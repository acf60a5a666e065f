//! On-off-keyed pulse encoding of transponder identifiers.
//!
//! This module turns an identifier into the sequence of timer compare values
//! that the hardware transport replays through DMA. Each entry is one toggle
//! slot: a slot holding the *mark* value pulses the IR emitter for that
//! timer period, a slot holding the *space* value keeps it dark.
//!
//! ## Layout
//!
//! For every identifier byte the variant's bits are emitted in order:
//!
//! - I-Lap: start bit (always mark), 8 data bits, stop bit (always space)
//! - aRCiTimer: 8 data bits
//!
//! Every bit occupies `toggles_per_bit` slots at its level, followed by
//! `gap_toggles` slots at rest. The receiver recovers the data from pulse
//! duration, so the buffer length is fixed per variant:
//!
//! ```text
//! bits_per_byte * data_length * (toggles_per_bit + gap_toggles)
//! ```
//!
//! ## Functions
//!
//! - [`encode`]: Encodes an identifier with the default pulse timing and bit order
//! - [`PulseEncoder::encode`]: Encodes with explicit timing and bit order
//! - [`decode_buffer`]: Recovers the identifier bytes from a pulse buffer
//!
//! ## Limitations
//!
//! - The identifier length must equal the variant's data length; anything else
//!   is rejected with [`EncodeError::IdentifierLength`] before the buffer is touched.

use heapless::Vec;

use crate::consts::{
    BIT_TOGGLE_0, BIT_TOGGLE_1, MAX_DATA_LENGTH, PULSE_BUFFER_CAPACITY, START_BIT, STOP_BIT,
};
use crate::error::EncodeError;
use crate::protocol::{BitOrder, ProtocolVariant};

/// Pulse widths replayed by the hardware transport, one entry per toggle slot.
pub type PulseBuffer = Vec<u8, PULSE_BUFFER_CAPACITY>;

/// Identifier bytes recovered by [`decode_buffer`].
pub type Identifier = Vec<u8, MAX_DATA_LENGTH>;

/// Compare values written for carrier-on and carrier-off slots.
#[derive(Debug, Clone, Copy, PartialEq, Eq)]
#[cfg_attr(feature = "defmt", derive(defmt::Format))]
pub struct PulseTiming {
    /// Value of a slot during which the emitter is pulsed.
    pub mark: u8,
    /// Value of a slot during which the emitter is off.
    pub space: u8,
}

impl Default for PulseTiming {
    fn default() -> Self {
        Self {
            mark: BIT_TOGGLE_1,
            space: BIT_TOGGLE_0,
        }
    }
}

/// Encoder settings shared by every identifier it encodes.
#[derive(Debug, Clone, Copy, PartialEq, Eq, Default)]
#[cfg_attr(feature = "defmt", derive(defmt::Format))]
pub struct PulseEncoder {
    /// Slot values for mark and space.
    pub timing: PulseTiming,
    /// Emission order of the data bits.
    pub bit_order: BitOrder,
}

impl PulseEncoder {
    /// Creates an encoder with the given timing and bit order.
    pub const fn new(timing: PulseTiming, bit_order: BitOrder) -> Self {
        Self { timing, bit_order }
    }

    /// Encodes `identifier` into a freshly allocated pulse buffer.
    ///
    /// # Errors
    /// [`EncodeError::IdentifierLength`] if `identifier` is not exactly
    /// `variant.data_length()` bytes long.
    pub fn encode(
        &self,
        identifier: &[u8],
        variant: ProtocolVariant,
    ) -> Result<PulseBuffer, EncodeError> {
        let mut pulses = PulseBuffer::new();
        self.encode_into(identifier, variant, &mut pulses)?;
        Ok(pulses)
    }

    /// Encodes `identifier` into `pulses`, replacing its previous contents.
    ///
    /// On error `pulses` is left untouched.
    pub fn encode_into(
        &self,
        identifier: &[u8],
        variant: ProtocolVariant,
        pulses: &mut PulseBuffer,
    ) -> Result<(), EncodeError> {
        check_length(identifier, variant)?;
        pulses.clear();

        for &byte in identifier {
            for index in 0..variant.bits_per_byte() {
                let level = if bit_level(byte, index, variant, self.bit_order) {
                    self.timing.mark
                } else {
                    self.timing.space
                };
                for _ in 0..variant.toggles_per_bit() {
                    pulses.push(level).map_err(|_| EncodeError::BufferOverflow)?;
                }
                for _ in 0..variant.gap_toggles() {
                    pulses
                        .push(self.timing.space)
                        .map_err(|_| EncodeError::BufferOverflow)?;
                }
            }
        }
        Ok(())
    }
}

/// Encodes `identifier` with the default [`PulseTiming`] and [`BitOrder`].
pub fn encode(identifier: &[u8], variant: ProtocolVariant) -> Result<PulseBuffer, EncodeError> {
    PulseEncoder::default().encode(identifier, variant)
}

/// Recovers identifier bytes from a buffer produced by [`PulseEncoder`].
///
/// # Returns
/// `None` if the buffer has the wrong length for `variant`, a bit's toggle
/// slots disagree, a gap slot is not at rest, or a start/stop bit has the
/// wrong level.
pub fn decode_buffer(
    pulses: &[u8],
    variant: ProtocolVariant,
    timing: PulseTiming,
    bit_order: BitOrder,
) -> Option<Identifier> {
    if pulses.len() != variant.buffer_len() {
        return None;
    }
    let bytes_len = variant.bits_per_byte() * variant.slots_per_bit();
    let mut identifier = Identifier::new();

    for byte_slots in pulses.chunks(bytes_len) {
        let mut byte = 0u8;
        for (index, bit_slots) in byte_slots.chunks(variant.slots_per_bit()).enumerate() {
            let (toggles, gap) = bit_slots.split_at(variant.toggles_per_bit());
            if gap.iter().any(|&slot| slot != timing.space) {
                return None;
            }
            let level = if toggles.iter().all(|&slot| slot == timing.mark) {
                true
            } else if toggles.iter().all(|&slot| slot == timing.space) {
                false
            } else {
                return None;
            };

            match data_index(index, variant) {
                Some(data) => {
                    if level {
                        byte |= bit_order.mask(data);
                    }
                }
                None => {
                    let expected = if index == 0 { START_BIT } else { STOP_BIT };
                    if level != expected {
                        return None;
                    }
                }
            }
        }
        identifier.push(byte).ok()?;
    }
    Some(identifier)
}

pub(crate) fn check_length(identifier: &[u8], variant: ProtocolVariant) -> Result<(), EncodeError> {
    if identifier.len() != variant.data_length() {
        return Err(EncodeError::IdentifierLength {
            variant,
            expected: variant.data_length(),
            actual: identifier.len(),
        });
    }
    Ok(())
}

/// Position of bit `index` within the data byte, or `None` for a framing bit.
fn data_index(index: usize, variant: ProtocolVariant) -> Option<usize> {
    if !variant.is_framed() {
        return Some(index);
    }
    if index == 0 || index == variant.bits_per_byte() - 1 {
        None
    } else {
        Some(index - 1)
    }
}

fn bit_level(byte: u8, index: usize, variant: ProtocolVariant, bit_order: BitOrder) -> bool {
    match data_index(index, variant) {
        Some(data) => byte & bit_order.mask(data) != 0,
        None if index == 0 => START_BIT,
        None => STOP_BIT,
    }
}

------------------------------------------------------------

Copy out each line of the entries where the word "struct" is found.

- Task response
pub struct PulseTiming {
pub struct PulseEncoder {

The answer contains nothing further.